Et Enzo Pace de faire remarquer :
- La perte de confiance dans la science et la technologie, le sentiment grandissant d'insécurité ouvre peut-être (aux Églises) un nouvel accès à la conscience des hommes. Les gouvernants ou ceux qui sont censés gouvernés les conduites face aux nombreuses et complexes difficultés de notre monde en transition s'aperçoivent peut-être que, pour pouvoir imposer un changement de mode de vie, du moins aux Occidentaux, il faudrait un supplément d'âme, un nouveau pacte éthique ou social qui accompagnerait les décisions politiques. Ils s'aperçoivent surtout qu'aucun gouvernement n'est à même de proposer un tel pacte. Il est donc possible que l'avenir des religions, des croyances humaines, se joue aussi sur la question de l'écologie[7].
Nous touchons là au projet fascinant de Hans Küng. « Son programme ? Trois propositions : pas de survie sans éthique à dimension planétaire ; pas de paix mondiale sans paix religieuse ; pas de paix religieuse sans dialogue entre les religions.[8] » Je suis intimement convaincu de la justesse de ces propositions. C'est d'ailleurs parce qu'ils doutent fortement de leur mise en œuvre que bon nombre de ceux que j'ai cités n'attendent plus rien des religions établies. Mais laissons ce dossier.

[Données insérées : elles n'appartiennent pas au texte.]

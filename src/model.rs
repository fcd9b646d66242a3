//! Typed conversation description
//!
//! A description arrives as YAML or JSON, goes through variable substitution
//! as a raw value tree, and only then is deserialized into these types. The
//! deserialization layer is deliberately lenient: most fields are optional
//! with defined defaults, explicitly null values read the same as absent
//! ones, and numeric or boolean output options also accept their string
//! spellings so that substituted placeholders still fit.
//! [`RawChatFile::validate`] promotes the lenient form into the final model
//! and reports what is structurally missing.

use serde::de::Error as _;
use serde::{Deserialize, Deserializer};

use crate::error::{Error, Result};
use crate::template::Variables;

/// Which side of the conversation a message comes from
#[derive(Debug, Clone, Copy, PartialEq, Eq, Default, Deserialize)]
#[serde(rename_all = "lowercase")]
pub enum Sender {
    /// The device owner; rendered right-aligned with the sent palette
    #[serde(alias = "self")]
    Me,
    /// The other party; rendered left-aligned with the received palette
    #[default]
    #[serde(alias = "other", alias = "them")]
    Contact,
}

/// Platform style the mock imitates; selects layout metrics and palettes
#[derive(Debug, Clone, Copy, PartialEq, Eq, Default, Deserialize)]
#[serde(rename_all = "lowercase")]
pub enum StyleVariant {
    /// iOS-style screen, the default
    #[default]
    #[serde(alias = "whatsapp")]
    Ios,
    /// Android-style screen with bubble tails
    Android,
}

/// One chat message
#[derive(Debug, Clone, PartialEq, Eq, Deserialize)]
pub struct Message {
    /// Sender side; an absent or null value reads as the contact
    #[serde(default, deserialize_with = "default_on_null")]
    pub from: Sender,
    /// Message body; newlines become line breaks in the bubble
    #[serde(default, deserialize_with = "default_on_null")]
    pub text: String,
    /// Optional timestamp shown inside the bubble
    #[serde(default)]
    pub time: Option<String>,
}

/// The conversation partner shown in the header
#[derive(Debug, Clone, PartialEq, Eq, Deserialize)]
#[serde(default)]
pub struct Contact {
    /// Display name; initials for the avatar circle derive from it.
    /// A null name falls back like an absent one; an empty string stays empty.
    #[serde(deserialize_with = "lenient_name")]
    pub name: String,
    /// Phone number, informational only
    pub phone: Option<String>,
    /// Presence line under the name; rendered as "online" when absent
    pub status: Option<String>,
    /// Avatar reference: a remote URL, a `data:` URL, or a local file path
    pub avatar: Option<String>,
}

impl Default for Contact {
    fn default() -> Self {
        Contact {
            name: "Contact".to_string(),
            phone: None,
            status: None,
            avatar: None,
        }
    }
}

impl Contact {
    /// Presence text with the default applied
    pub fn display_status(&self) -> &str {
        self.status.as_deref().unwrap_or("online")
    }
}

/// A validated conversation ready for rendering
#[derive(Debug, Clone, PartialEq, Eq)]
pub struct Conversation {
    pub platform: StyleVariant,
    pub contact: Contact,
    pub messages: Vec<Message>,
}

/// Output preferences embedded in the description
#[derive(Debug, Clone, Default, PartialEq, Eq, Deserialize)]
#[serde(default, rename_all = "camelCase")]
pub struct OutputOptions {
    /// Output filename; may itself contain placeholders
    pub filename: Option<String>,
    /// Document width in CSS pixels
    #[serde(deserialize_with = "lenient_width")]
    pub width: Option<u32>,
    /// Render with the dark palette
    #[serde(deserialize_with = "lenient_flag")]
    pub dark_mode: bool,
    /// Render with the Android style regardless of `platform`
    #[serde(deserialize_with = "lenient_flag")]
    pub android: bool,
}

/// A complete, validated description file
#[derive(Debug, Clone, PartialEq)]
pub struct ChatFile {
    pub conversation: Conversation,
    /// Default variable values declared by the description itself
    pub variables: Variables,
    pub output: OutputOptions,
}

impl ChatFile {
    /// Effective style variant: an override flag beats both the description's
    /// `output.android` and the conversation's declared platform.
    pub fn style(&self, force_android: bool) -> StyleVariant {
        if force_android || self.output.android {
            StyleVariant::Android
        } else {
            self.conversation.platform
        }
    }
}

/// Lenient mirror of [`Conversation`] used during extraction
#[derive(Debug, Clone, Default, Deserialize)]
#[serde(default)]
pub struct RawConversation {
    #[serde(deserialize_with = "default_on_null")]
    pub platform: StyleVariant,
    #[serde(deserialize_with = "default_on_null")]
    pub contact: Contact,
    pub messages: Option<Vec<Message>>,
}

/// Lenient mirror of [`ChatFile`] used during extraction
#[derive(Debug, Clone, Default, Deserialize)]
#[serde(default)]
pub struct RawChatFile {
    pub conversation: Option<RawConversation>,
    #[serde(deserialize_with = "default_on_null")]
    pub variables: Variables,
    #[serde(deserialize_with = "default_on_null")]
    pub output: OutputOptions,
}

impl RawChatFile {
    /// Promote the lenient form into the validated model.
    ///
    /// Only two things are structurally required: the `conversation` mapping
    /// and its `messages` sequence. Everything else defaults.
    pub fn validate(self) -> Result<ChatFile> {
        let conversation = self
            .conversation
            .ok_or_else(|| Error::invalid_conversation("conversation"))?;
        let messages = conversation
            .messages
            .ok_or_else(|| Error::invalid_conversation("conversation.messages"))?;

        Ok(ChatFile {
            conversation: Conversation {
                platform: conversation.platform,
                contact: conversation.contact,
                messages,
            },
            variables: self.variables,
            output: self.output,
        })
    }
}

/// Treat an explicitly null value as an absent one.
///
/// `#[serde(default)]` covers missing keys only; a YAML section stub like
/// `output:` or `contact:` arrives as an explicit null and lands here.
fn default_on_null<'de, D, T>(deserializer: D) -> std::result::Result<T, D::Error>
where
    D: Deserializer<'de>,
    T: Deserialize<'de> + Default,
{
    Ok(Option::<T>::deserialize(deserializer)?.unwrap_or_default())
}

/// Accept a null contact name, falling back like an absent one.
fn lenient_name<'de, D>(deserializer: D) -> std::result::Result<String, D::Error>
where
    D: Deserializer<'de>,
{
    Ok(Option::<String>::deserialize(deserializer)?.unwrap_or_else(|| "Contact".to_string()))
}

/// Accept a width as a number or as a numeric string.
///
/// The string forms show up when a placeholder fills the field, e.g.
/// `width: "{{w}}"`. An empty string (an unset variable) and a zero width
/// both read as absent.
fn lenient_width<'de, D>(deserializer: D) -> std::result::Result<Option<u32>, D::Error>
where
    D: Deserializer<'de>,
{
    #[derive(Deserialize)]
    #[serde(untagged)]
    enum Raw {
        Number(u32),
        Text(String),
    }

    let parsed = match Option::<Raw>::deserialize(deserializer)
        .map_err(|_| D::Error::custom("output.width must be a positive number"))?
    {
        None => None,
        Some(Raw::Number(width)) => Some(width),
        Some(Raw::Text(text)) => {
            let text = text.trim();
            if text.is_empty() {
                None
            } else {
                let width = text.parse().map_err(|_| {
                    D::Error::custom(format!("output.width: '{text}' is not a pixel count"))
                })?;
                Some(width)
            }
        }
    };

    Ok(parsed.filter(|&width| width > 0))
}

/// Accept a flag as a boolean or as its string spelling.
fn lenient_flag<'de, D>(deserializer: D) -> std::result::Result<bool, D::Error>
where
    D: Deserializer<'de>,
{
    #[derive(Deserialize)]
    #[serde(untagged)]
    enum Raw {
        Flag(bool),
        Text(String),
    }

    match Option::<Raw>::deserialize(deserializer)
        .map_err(|_| D::Error::custom("expected true or false"))?
    {
        None => Ok(false),
        Some(Raw::Flag(flag)) => Ok(flag),
        Some(Raw::Text(text)) => match text.trim().to_ascii_lowercase().as_str() {
            "" | "false" | "no" | "0" => Ok(false),
            "true" | "yes" | "1" => Ok(true),
            other => Err(D::Error::custom(format!(
                "'{other}' is not a boolean flag"
            ))),
        },
    }
}
//! Initial particle placement
//!
//! Particles are laid out once at startup on a regular grid centered in
//! the bounds, each with a small seeded random velocity. The layout is
//! fully determined by the configuration, so two runs with the same seed
//! start from identical state.

use crate::config::SimConfig;
use crate::engine::Particle;
use glam::Vec2;
use rand::rngs::SmallRng;
use rand::{Rng, SeedableRng};

/// Grid dimensions for a particle count: a near-square layout with
/// `ceil(sqrt(count))` columns.
pub fn grid_dims(count: usize) -> (usize, usize) {
    let cols = (count as f32).sqrt().ceil() as usize;
    let cols = cols.max(1);
    let rows = count.div_ceil(cols);
    (cols, rows)
}

/// Lay out `config.particle_count` particles on a centered grid with
/// velocity components drawn uniformly from the jitter range.
pub fn spawn_grid(config: &SimConfig) -> Vec<Particle> {
    let mut rng = SmallRng::seed_from_u64(config.seed);
    let (cols, rows) = grid_dims(config.particle_count);

    let grid_width = (cols - 1) as f32 * config.grid_spacing;
    let grid_height = (rows - 1) as f32 * config.grid_spacing;
    let center = config.bounds.center();
    let origin = Vec2::new(center.x - grid_width / 2.0, center.y + grid_height / 2.0);

    let jitter = config.velocity_jitter;
    (0..config.particle_count)
        .map(|i| {
            let col = i % cols;
            let row = i / cols;
            let pos = origin
                + Vec2::new(
                    col as f32 * config.grid_spacing,
                    -(row as f32) * config.grid_spacing,
                );
            let vel = Vec2::new(
                rng.gen_range(-jitter..=jitter),
                rng.gen_range(-jitter..=jitter),
            );
            Particle {
                pos,
                vel,
                radius: config.radius,
            }
        })
        .collect()
}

Bien que croyant je partage largement les questions, cette perplexité de ceux (Jonas, Morin, Michel Serres) qui doutent de la capacité des grandes religions à aider l'homme moderne à (re)-devenir suffisamment "religieux" pour pouvoir survivre au chaos croissant. Il ne suffit pas en effet d'avoir d'excellents textes dans nos bibliothèques de théologie. Je le vois par exemple dans le cas de maître Eckhart : qui le lit ? Qui s'en inspire ? Il ne suffit pas non plus d'avoir de beaux rituels que peu de personnes pratiquent ou qui sont pratiquées de façon abstraite, désincarnée. Ainsi s'interroge Michel Serres :
- « Nous ne cessons pas de perdre la mémoire des actes étranges auxquels s'adonnaient les prêtres dans les réduits sombres et secrets où, seuls, ils habillaient la statue d'un dieu, l'ornaient, faisaient sa toilette, la lavaient ou la sortaient, lui préparaient un repas et lui parlaient indéfiniment, et cela chaque jour et toutes les nuits, à l'aurore, au crépuscule, quand le soleil et l'ombre venaient à leur acmé. Craignaient-ils qu'un seul arrêt dans cet entretien continu, infini, ouvrît des conséquences formidables ?

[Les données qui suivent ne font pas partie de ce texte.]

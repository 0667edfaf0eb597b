//! Interactive viewer for the particle simulation
//!
//! Owns the simulation context and a running flag. Each frame it steps
//! the world while playing, then paints every particle at its current
//! position; the play button in the top bar toggles the running state.

use bouncelab_core::{
    build_simulation_context, get_particle_states, step_simulation, SimConfig, SimulationContext,
};
use eframe::egui;

/// Viewer application driving the simulation
pub struct SceneApp {
    config: SimConfig,
    ctx_opt: Option<SimulationContext>,
    last_build_error: Option<String>,
    playing: bool,
    speed_multiplier: f32,
}

impl SceneApp {
    pub fn new(config: SimConfig, _cc: &eframe::CreationContext<'_>) -> Self {
        let mut app = Self {
            config,
            ctx_opt: None,
            last_build_error: None,
            playing: false,
            speed_multiplier: 1.0,
        };

        // Initial build
        app.rebuild_context();

        app
    }

    fn rebuild_context(&mut self) {
        match build_simulation_context(self.config.clone()) {
            Ok(ctx) => {
                self.ctx_opt = Some(ctx);
                self.last_build_error = None;
            }
            Err(e) => {
                self.last_build_error = Some(format!("{}", e));
                self.ctx_opt = None;
                self.playing = false;
            }
        }
    }
}

impl eframe::App for SceneApp {
    fn update(&mut self, ctx: &egui::Context, _frame: &mut eframe::Frame) {
        // Top bar with controls
        egui::TopBottomPanel::top("controls").show(ctx, |ui| {
            ui.horizontal(|ui| {
                // Play/Pause button
                if ui.button(if self.playing { "⏸ Pause" } else { "▶ Play" }).clicked() {
                    self.playing = !self.playing;
                }

                // Reset button
                if ui.button("⏮ Reset").clicked() {
                    self.rebuild_context();
                    self.playing = false;
                }

                // Step button
                if ui.button("⏭ Step").clicked() {
                    if let Some(ref mut sim) = self.ctx_opt {
                        step_simulation(sim);
                    }
                }

                ui.separator();

                // Speed control
                ui.label("Speed:");
                ui.add(egui::Slider::new(&mut self.speed_multiplier, 0.1..=10.0));

                ui.separator();

                // Step counter
                if let Some(ref sim) = self.ctx_opt {
                    ui.label(format!("Step: {}", sim.current_step));
                }
            });
        });

        // Main canvas area
        egui::CentralPanel::default().show(ctx, |ui| {
            let rect = ui.max_rect();
            let painter = ui.painter();

            if let Some(ref sim) = self.ctx_opt {
                // Coordinate transformation: map world coordinates to
                // screen, flipping y (world y points up)
                let bounds = sim.world.bounds;
                let world_range = bounds.width().max(bounds.height());
                let center = rect.center();
                let world_center = bounds.center();
                let scale = (rect.width().min(rect.height()) / world_range) * 0.9;

                let to_screen = |x: f32, y: f32| {
                    center
                        + egui::vec2((x - world_center.x) * scale, -(y - world_center.y) * scale)
                };

                // Draw the walls
                let wall_rect = egui::Rect::from_two_pos(
                    to_screen(bounds.left, bounds.top),
                    to_screen(bounds.right, bounds.bottom),
                );
                painter.rect_stroke(wall_rect, 0.0, egui::Stroke::new(1.0, egui::Color32::GRAY));

                // Draw particles
                let particle_states = get_particle_states(sim);
                for particle in particle_states {
                    let screen_pos = to_screen(particle.pos.x, particle.pos.y);
                    let radius = (particle.radius * scale).max(1.0);

                    painter.circle_filled(screen_pos, radius, egui::Color32::LIGHT_BLUE);
                    painter.circle_stroke(screen_pos, radius, egui::Stroke::new(1.0, egui::Color32::BLUE));
                }
            }

            // Show error message if any
            if let Some(ref error) = self.last_build_error {
                ui.vertical_centered(|ui| {
                    ui.add_space(rect.height() * 0.4);
                    ui.label(
                        egui::RichText::new(format!("Error: {}", error))
                            .color(egui::Color32::RED)
                            .size(16.0),
                    );
                });
            }
        });

        // Simulation stepping
        if self.playing {
            if let Some(ref mut sim) = self.ctx_opt {
                let steps_per_frame = self.speed_multiplier.max(0.1).round() as usize;
                for _ in 0..steps_per_frame {
                    step_simulation(sim);
                }
            }
        }

        // Request repaint for animation
        if self.playing {
            ctx.request_repaint();
        }
    }
}

/// Open the viewer window for the given configuration
pub fn run_viewer(config: SimConfig) -> eframe::Result<()> {
    let options = eframe::NativeOptions {
        viewport: egui::ViewportBuilder::default()
            .with_inner_size([940.0, 880.0])
            .with_title("bouncelab"),
        ..Default::default()
    };

    eframe::run_native(
        "bouncelab",
        options,
        Box::new(|cc| Ok(Box::new(SceneApp::new(config, cc)))),
    )
}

Amnésiques, nous croyons qu'ils adoraient le dieu ou la déesse sculptée de pierre ou de bois ; non : ils donnaient à la chose elle-même, marbre ou bronze, la parole, en lui conférant l'apparence d'un corps humain doué de voix. Ils célébraient donc leur pacte avec le monde.

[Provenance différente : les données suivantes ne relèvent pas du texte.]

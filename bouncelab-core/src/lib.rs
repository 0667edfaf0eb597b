pub mod config;
pub mod engine;
pub mod integrator;
pub mod runtime;
pub mod spawn;

pub use config::{ConfigError, SimConfig, MAX_PARTICLES};
pub use engine::{Bounds, Particle, World};
pub use integrator::{check_collision, resolve_collision, step};
pub use runtime::{
    build_simulation_context, get_particle_states, run_simulation, step_simulation,
    ParticleState, SimulationContext, SimulationSummary,
};
pub use spawn::{grid_dims, spawn_grid};

// Test helpers module (public for integration tests)
// Always compiled - integration tests are separate crates and need access
pub mod tests;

Nous oublions de même pour quelle raison les moines bénédictins se lèvent avant le jour pour chanter matines et laudes, les petites heures de prime, tierce, sexte, ou repoussent leur repos tard dans la nuit pour psalmodier encore, à complies. Nous ne gardons pas le souvenir des prières nécessaires ni de ces rites perpétuels. Et cependant, non loin de nous, trappistes, carmélites encore égrènent sans trêve l'office divin.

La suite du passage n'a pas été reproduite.